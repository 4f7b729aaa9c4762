//! Palette strip
//!
//! Draws the extracted palette as equal-width tiles with their hex codes.
//! Clicking a tile copies that color.
use iced::mouse::{self, Cursor};
use iced::widget::canvas::{self, Path, Stroke};
use iced::{Color, Point, Rectangle, Renderer, Size, Theme};

use lumacraft::Swatch;

use crate::Message;

/// Gap between tiles in logical pixels
const GAP: f32 = 8.0;
/// Height reserved under each tile for the hex label
const LABEL_HEIGHT: f32 = 22.0;

#[derive(Debug, Clone)]
pub struct SwatchStrip {
    pub colors: Vec<Swatch>,
}

impl SwatchStrip {
    pub fn new(colors: &[Swatch]) -> Self {
        Self {
            colors: colors.to_vec(),
        }
    }
}

/// Hover state for the strip
#[derive(Debug, Clone, Default)]
pub struct StripState {
    hovered: Option<usize>,
}

impl canvas::Program<Message> for SwatchStrip {
    type State = StripState;

    fn draw(
        &self,
        state: &Self::State,
        renderer: &Renderer,
        theme: &Theme,
        bounds: Rectangle,
        _cursor: Cursor,
    ) -> Vec<canvas::Geometry> {
        let mut frame = canvas::Frame::new(renderer, bounds.size());
        if self.colors.is_empty() {
            return vec![frame.into_geometry()];
        }

        let tile_width = tile_width(bounds.width, self.colors.len());
        let tile_height = (bounds.height - LABEL_HEIGHT).max(1.0);
        let label_color = theme.palette().text;

        for (i, swatch) in self.colors.iter().enumerate() {
            let x = i as f32 * (tile_width + GAP);
            let tile = Path::rectangle(Point::new(x, 0.0), Size::new(tile_width, tile_height));
            frame.fill(&tile, Color::from_rgb8(swatch.r, swatch.g, swatch.b));

            if state.hovered == Some(i) {
                frame.stroke(&tile, Stroke::default().with_color(label_color).with_width(2.0));
            }

            frame.fill_text(canvas::Text {
                content: swatch.hex(),
                position: Point::new(x + 2.0, tile_height + 4.0),
                color: label_color,
                size: 14.0.into(),
                ..canvas::Text::default()
            });
        }

        vec![frame.into_geometry()]
    }

    fn update(
        &self,
        state: &mut Self::State,
        event: canvas::Event,
        bounds: Rectangle,
        cursor: Cursor,
    ) -> (canvas::event::Status, Option<Message>) {
        let hit = cursor
            .position_in(bounds)
            .and_then(|pos| swatch_at(bounds.width, self.colors.len(), pos.x));

        match event {
            canvas::Event::Mouse(mouse::Event::CursorMoved { .. }) => {
                state.hovered = hit;
            }
            canvas::Event::Mouse(mouse::Event::ButtonPressed(mouse::Button::Left)) => {
                if let Some(index) = hit {
                    let hex = self.colors[index].hex();
                    return (canvas::event::Status::Captured, Some(Message::CopyHex(hex)));
                }
            }
            _ => {}
        }

        (canvas::event::Status::Ignored, None)
    }

    fn mouse_interaction(
        &self,
        state: &Self::State,
        _bounds: Rectangle,
        _cursor: Cursor,
    ) -> mouse::Interaction {
        if state.hovered.is_some() {
            mouse::Interaction::Pointer
        } else {
            mouse::Interaction::default()
        }
    }
}

fn tile_width(total: f32, count: usize) -> f32 {
    let gaps = GAP * count.saturating_sub(1) as f32;
    ((total - gaps) / count.max(1) as f32).max(1.0)
}

/// Index of the tile under `x`, or `None` over a gap or past the end
fn swatch_at(total: f32, count: usize, x: f32) -> Option<usize> {
    if count == 0 || x < 0.0 {
        return None;
    }
    let width = tile_width(total, count);
    let index = (x / (width + GAP)) as usize;
    let within = x - index as f32 * (width + GAP);
    (index < count && within <= width).then_some(index)
}
//! k-means color quantizer
//!
//! Clusters opaque pixels in Lab space with `kmeans_colors` and ranks the
//! clusters by population. Images with no more distinct colors than requested
//! skip clustering and report their exact colors.

use image::{imageops::FilterType, RgbaImage};
use kmeans_colors::get_kmeans;
use palette::{IntoColor, Lab, LinSrgb, Srgb};
use std::collections::HashMap;

use super::Quantizer;
use crate::color::Swatch;
use crate::config::QuantizerConfig;
use crate::error::EditorError;

#[derive(Debug, Clone, Default)]
pub struct KmeansQuantizer {
    config: QuantizerConfig,
}

impl KmeansQuantizer {
    pub fn new(config: QuantizerConfig) -> Self {
        Self { config }
    }

    /// Downscale so the longest side is at most `sample_edge` (nearest-neighbour)
    fn sample(&self, image: &RgbaImage) -> RgbaImage {
        let (width, height) = image.dimensions();
        let max_side = width.max(height);
        if max_side <= self.config.sample_edge {
            return image.clone();
        }

        let ratio = self.config.sample_edge as f32 / max_side as f32;
        let w = ((width as f32) * ratio).round().max(1.0) as u32;
        let h = ((height as f32) * ratio).round().max(1.0) as u32;
        image::imageops::resize(image, w, h, FilterType::Nearest)
    }

    fn cluster(&self, image: &RgbaImage, count: usize) -> Vec<Swatch> {
        let mut lab_pixels: Vec<Lab> = Vec::new();
        for pixel in image.pixels() {
            if pixel[3] == 0 {
                continue;
            }
            let linear: LinSrgb<f32> = Srgb::<u8>::new(pixel[0], pixel[1], pixel[2]).into_linear();
            lab_pixels.push(linear.into_color());
        }

        let kmeans = get_kmeans(
            count,
            self.config.max_iter,
            self.config.converge,
            false,
            &lab_pixels,
            self.config.seed,
        );

        let mut population = vec![0usize; kmeans.centroids.len()];
        for &index in &kmeans.indices {
            population[index as usize] += 1;
        }

        let mut ranked: Vec<usize> = (0..kmeans.centroids.len())
            .filter(|&i| population[i] > 0)
            .collect();
        ranked.sort_by(|&a, &b| population[b].cmp(&population[a]).then(a.cmp(&b)));

        ranked
            .into_iter()
            .map(|i| {
                let linear: LinSrgb<f32> = kmeans.centroids[i].into_color();
                let rgb: Srgb<u8> = Srgb::<f32>::from_linear(linear).into_format();
                Swatch::new(rgb.red, rgb.green, rgb.blue)
            })
            .collect()
    }
}

impl Quantizer for KmeansQuantizer {
    fn quantize(&self, image: &RgbaImage, count: usize) -> Result<Vec<Swatch>, EditorError> {
        if count == 0 {
            return Ok(Vec::new());
        }

        let exact = opaque_histogram(image);
        if exact.len() <= count {
            return Ok(rank_by_count(exact));
        }

        // Sampling can collapse colors; re-check before clustering
        let sample = self.sample(image);
        let sampled = opaque_histogram(&sample);
        if sampled.len() <= count {
            return Ok(rank_by_count(sampled));
        }

        Ok(self.cluster(&sample, count))
    }
}

/// Pixel count per distinct opaque RGB color
fn opaque_histogram(image: &RgbaImage) -> HashMap<[u8; 3], usize> {
    let mut histogram = HashMap::new();
    for pixel in image.pixels() {
        if pixel[3] == 0 {
            continue;
        }
        *histogram.entry([pixel[0], pixel[1], pixel[2]]).or_insert(0) += 1;
    }
    histogram
}

/// Most frequent first, ties broken by channel value
fn rank_by_count(histogram: HashMap<[u8; 3], usize>) -> Vec<Swatch> {
    let mut colors: Vec<([u8; 3], usize)> = histogram.into_iter().collect();
    colors.sort_by(|a, b| b.1.cmp(&a.1).then(a.0.cmp(&b.0)));
    colors.into_iter().map(|(rgb, _)| Swatch::from(rgb)).collect()
}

- Exercise requirements -
Go through the records and count the lines that include the string "iced"; state that number alone.

- Result -
3